A ransomware attack aimed at City Power, the electricity provider for Johannesburg (aka Joburg), South Africa, has resulted in some residents temporarily without power.
While the provider’s operational technology (OT) network hasn’t been hit, the IT disruption prevented customers from buying electricity through its pre-paid vending system.
About the attack
City Power, which is owned by the City of Johannesburg. didn’t name the ransomware that started wreaking chaos on Thursday.
Through the City of Joburg’s official Twitter account, consumers were informed that the “virus”:
- Attacked the company’s database and software, impacting most of their applications and networks
- Affected their customer’s ability to buy electricity, upload invoices, or access their website
- May affect the company’s response to some outages as the system to order and dispatch material is affected.

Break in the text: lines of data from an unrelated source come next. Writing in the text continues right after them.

use std::time::{Duration, Instant};

use serde_json::Value;

/// One cached result. `value == None` records that the call returned nothing.
#[derive(Debug, Clone)]
pub struct CacheEntry {
    pub value: Option<Value>,
    pub created_at: Instant,
    pub access_count: u64,
    pub last_accessed_at: Instant,
}

impl CacheEntry {
    pub(super) fn new(value: Option<Value>) -> Self {
        let now = Instant::now();
        Self {
            value,
            created_at: now,
            access_count: 0,
            last_accessed_at: now,
        }
    }

    /// Expiry is measured from creation only; reads do not extend it.
    pub fn is_expired(&self, ttl: Duration) -> bool {
        self.created_at.elapsed() > ttl
    }
}
use anyhow::{Context, Result};
use serde::{Deserialize, Serialize};
use std::fs;
use std::path::{Path, PathBuf};

/// Environment variable that overrides `webhook_url` from the config file.
pub const WEBHOOK_URL_ENV: &str = "CRMLINK_WEBHOOK_URL";

/// Method whose batch support is known to be broken on the remote side.
pub const PRODUCT_ROWS_METHOD: &str = "crm.item.productrow.list";

/// Retry policy parameters (optional section in config.toml).
#[derive(Debug, Clone, Serialize, Deserialize)]
pub struct RetryConfig {
    /// Maximum number of attempts per call (including the first).
    pub max_attempts: u32,
    /// Delay in seconds before the second attempt; doubles each time.
    pub backoff_secs: f64,
    /// Maximum backoff delay in seconds.
    pub max_delay_secs: u64,
    /// HTTP statuses that may be retried (default 429, 500, 502, 503, 504).
    #[serde(default)]
    pub retryable_status_codes: Option<Vec<u16>>,
}

impl Default for RetryConfig {
    fn default() -> Self {
        Self {
            max_attempts: 3,
            backoff_secs: 1.0,
            max_delay_secs: 30,
            retryable_status_codes: None,
        }
    }
}

/// Response cache parameters (optional section in config.toml).
#[derive(Debug, Clone, Serialize, Deserialize)]
pub struct CacheConfig {
    pub enabled: bool,
    /// Entry lifetime in seconds, measured from when it was stored.
    pub ttl_secs: u64,
}

impl Default for CacheConfig {
    fn default() -> Self {
        Self {
            enabled: true,
            ttl_secs: 15 * 60,
        }
    }
}

/// Batch endpoint parameters (optional section in config.toml).
#[derive(Debug, Clone, Serialize, Deserialize)]
pub struct BatchConfig {
    /// Commands per `batch` request; the remote side caps this at 50.
    pub max_commands: usize,
    /// Methods that return wrong results inside `batch` and must be called
    /// one item at a time.
    #[serde(default)]
    pub unsupported_methods: Vec<String>,
}

impl Default for BatchConfig {
    fn default() -> Self {
        Self {
            max_commands: 50,
            unsupported_methods: vec![PRODUCT_ROWS_METHOD.to_string()],
        }
    }
}

fn default_timeout_secs() -> u64 {
    30
}

fn default_connect_timeout_secs() -> u64 {
    15
}

fn default_max_requests_per_second() -> f64 {
    2.0
}

fn default_max_interval_secs() -> f64 {
    2.0
}

/// Global configuration loaded from `~/.config/crmlink/config.toml`.
#[derive(Debug, Clone, Serialize, Deserialize)]
pub struct CrmlinkConfig {
    /// Pre-authenticated webhook base URL, e.g. `https://example.bitrix24.ru/rest/1/token`.
    pub webhook_url: String,
    /// Per-request timeout in seconds.
    #[serde(default = "default_timeout_secs")]
    pub timeout_secs: u64,
    /// Connect timeout in seconds.
    #[serde(default = "default_connect_timeout_secs")]
    pub connect_timeout_secs: u64,
    /// Request quota enforced client-side.
    #[serde(default = "default_max_requests_per_second")]
    pub max_requests_per_second: f64,
    /// Ceiling for the adaptive interval after repeated throttling.
    #[serde(default = "default_max_interval_secs")]
    pub max_interval_secs: f64,
    /// Optional retry policy; if missing, built-in defaults are used.
    #[serde(default)]
    pub retry: Option<RetryConfig>,
    /// Optional cache settings; if missing, caching is on with a 15 minute TTL.
    #[serde(default)]
    pub cache: Option<CacheConfig>,
    /// Optional batch settings.
    #[serde(default)]
    pub batch: Option<BatchConfig>,
}

impl Default for CrmlinkConfig {
    fn default() -> Self {
        Self {
            webhook_url: String::new(),
            timeout_secs: default_timeout_secs(),
            connect_timeout_secs: default_connect_timeout_secs(),
            max_requests_per_second: default_max_requests_per_second(),
            max_interval_secs: default_max_interval_secs(),
            retry: None,
            cache: None,
            batch: None,
        }
    }
}

impl CrmlinkConfig {
    /// Apply environment overrides (currently only the webhook URL).
    pub fn apply_env_overrides(&mut self) {
        if let Ok(url) = std::env::var(WEBHOOK_URL_ENV) {
            if !url.trim().is_empty() {
                self.webhook_url = url.trim().to_string();
            }
        }
    }
}

pub fn config_path() -> Result<PathBuf> {
    let xdg_dirs = xdg::BaseDirectories::with_prefix("crmlink")?;
    Ok(xdg_dirs.place_config_file("config.toml")?)
}

/// Load configuration from disk, creating a default file if none exists.
pub fn load_or_init() -> Result<CrmlinkConfig> {
    let path = config_path()?;
    let mut cfg = if path.exists() {
        load_from_path(&path)?
    } else {
        let default_cfg = CrmlinkConfig::default();
        let toml = toml::to_string_pretty(&default_cfg)?;
        if let Some(parent) = path.parent() {
            fs::create_dir_all(parent)?;
        }
        fs::write(&path, toml)?;
        tracing::info!("created default config at {}", path.display());
        default_cfg
    };
    cfg.apply_env_overrides();
    Ok(cfg)
}

/// Load configuration from an explicit path.
pub fn load_from_path(path: &Path) -> Result<CrmlinkConfig> {
    let data =
        fs::read_to_string(path).with_context(|| format!("read config: {}", path.display()))?;
    let cfg: CrmlinkConfig =
        toml::from_str(&data).with_context(|| format!("parse config: {}", path.display()))?;
    Ok(cfg)
}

“So far most of the IT applications and networks that were affected by the cyber attack have been cleaned up and restored,” they reassured. “However, work is still continuing on some systems and applications that were affected including the uploading of invoices by our suppliers, and logging faults by customers on the website.”
Citizens were also told that new service connections were not affected by the cyber attack and that none of their details were compromised.
According to City Power, most critical applications that were affected by the virus attack have been restored by Thursday evening (including the pre-paid vending system that enables customers to buy electricity).
Suppliers are still affected by the crisis and are unable to log their invoices for payments.
We appeal to them to physically bring the invoices to City Power in Booysens for processing.
Customers seeking to access the website to log faults, are still not be able to do so.
— @CityPowerJhb (@CityPowerJhb) July 26, 2019
“City Power will continue to work throughout the night to recover the systems and restore remaining applications. We are hoping that if everything goes according to plan, everything should be restored by Friday,” the electricity provider said just a few hours ago.
Ransomware disrupting critical insfrastructure
Security experts have long been worrying about malware disrupting OT systems on which critical infrastructure depends on, but ransomware that doesn’t specifically go after those systems is proving to be nearly as bad.
“Cities, and especially their infrastructure sites, are usually a low-hanging fruit for unscrupulous cyber gangs. These victims will almost inevitably pay the ransom as all other avenues are either unreliable or too expensive,” Ilia Kolochenko, CEO, ImmuniWeb, told Help Net Security.
“Crypto currencies make such crimes technically uninvestigatable in most cases, letting the wrongdoers enjoy impunity. Law enforcement agencies are already overburdened with an increasingly growing pipeline of sophisticated investigations, often aggravated by continuous lack of financing and unfriendly colleagues from foreign jurisdictions. Unless governments develop, finance and duly enforce security regulations purported to safeguard cities and municipalities, we will soon dive into a darkness, facing grave accidents involving airports and other objects of critical infrastructure.”
Dave Weinstein, CSO of Claroty, pointed out that attackers need not necessarily access control systems anymore to impact something as critical as electric distribution.
“The convergence of traditional IT systems like databases and OT systems like industrial control systems (ICS) poses serious risk to public utilities all over the world,” he added.